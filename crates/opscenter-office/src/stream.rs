//! The event pump: many producers, one consumer, broadcast fan-out.
//!
//! Producers (the driver and pool units) send into one unbounded channel.
//! The pump stamps each event into the log and republishes on a broadcast
//! channel. A reader that falls behind loses the oldest events from its own
//! buffer only and receives a synthesized SlowObserver; the log is never
//! trimmed by reader lag.

use crate::log::EventLog;
use opscenter_core::OfficeEvent;
use std::sync::Arc;
use tokio::sync::{broadcast, mpsc};

const FANOUT_CAPACITY: usize = 1024;

pub struct EventHub {
    broadcast_tx: broadcast::Sender<OfficeEvent>,
}

impl EventHub {
    pub fn subscribe(&self) -> EventSubscription {
        EventSubscription {
            rx: self.broadcast_tx.subscribe(),
        }
    }
}

/// Spawn the single-consumer pump. Must be called inside a runtime.
pub fn spawn_event_pump(log: Arc<EventLog>) -> (mpsc::UnboundedSender<OfficeEvent>, EventHub) {
    spawn_event_pump_with_capacity(log, FANOUT_CAPACITY)
}

pub fn spawn_event_pump_with_capacity(
    log: Arc<EventLog>,
    capacity: usize,
) -> (mpsc::UnboundedSender<OfficeEvent>, EventHub) {
    let (tx, mut rx) = mpsc::unbounded_channel::<OfficeEvent>();
    let (broadcast_tx, _) = broadcast::channel(capacity.max(1));
    let fanout = broadcast_tx.clone();
    tokio::spawn(async move {
        let mut iteration = 0u64;
        while let Some(event) = rx.recv().await {
            if let OfficeEvent::IterationStarted { iteration: n } = &event {
                iteration = *n;
            }
            log.append(event.clone(), iteration);
            let _ = fanout.send(event);
        }
    });
    (tx, EventHub { broadcast_tx })
}

pub struct EventSubscription {
    rx: broadcast::Receiver<OfficeEvent>,
}

impl EventSubscription {
    /// Next event. A lagging reader gets a synthesized SlowObserver and
    /// then resumes from the oldest event still in its buffer. None once
    /// the office is gone.
    pub async fn recv(&mut self) -> Option<OfficeEvent> {
        match self.rx.recv().await {
            Ok(event) => Some(event),
            Err(broadcast::error::RecvError::Lagged(missed)) => {
                Some(OfficeEvent::SlowObserver { missed })
            }
            Err(broadcast::error::RecvError::Closed) => None,
        }
    }
}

TASK TO CARRY OUT -> Once you find the line with "consumer, broadcast fan-out." in the entries above, output it and each line after it up to and including the line with "from its own", and nothing else.

SOLUTION FOR THIS TASK ->
//! The event pump: many producers, one consumer, broadcast fan-out.
//!
//! Producers (the driver and pool units) send into one unbounded channel.
//! The pump stamps each event into the log and republishes on a broadcast
//! channel. A reader that falls behind loses the oldest events from its own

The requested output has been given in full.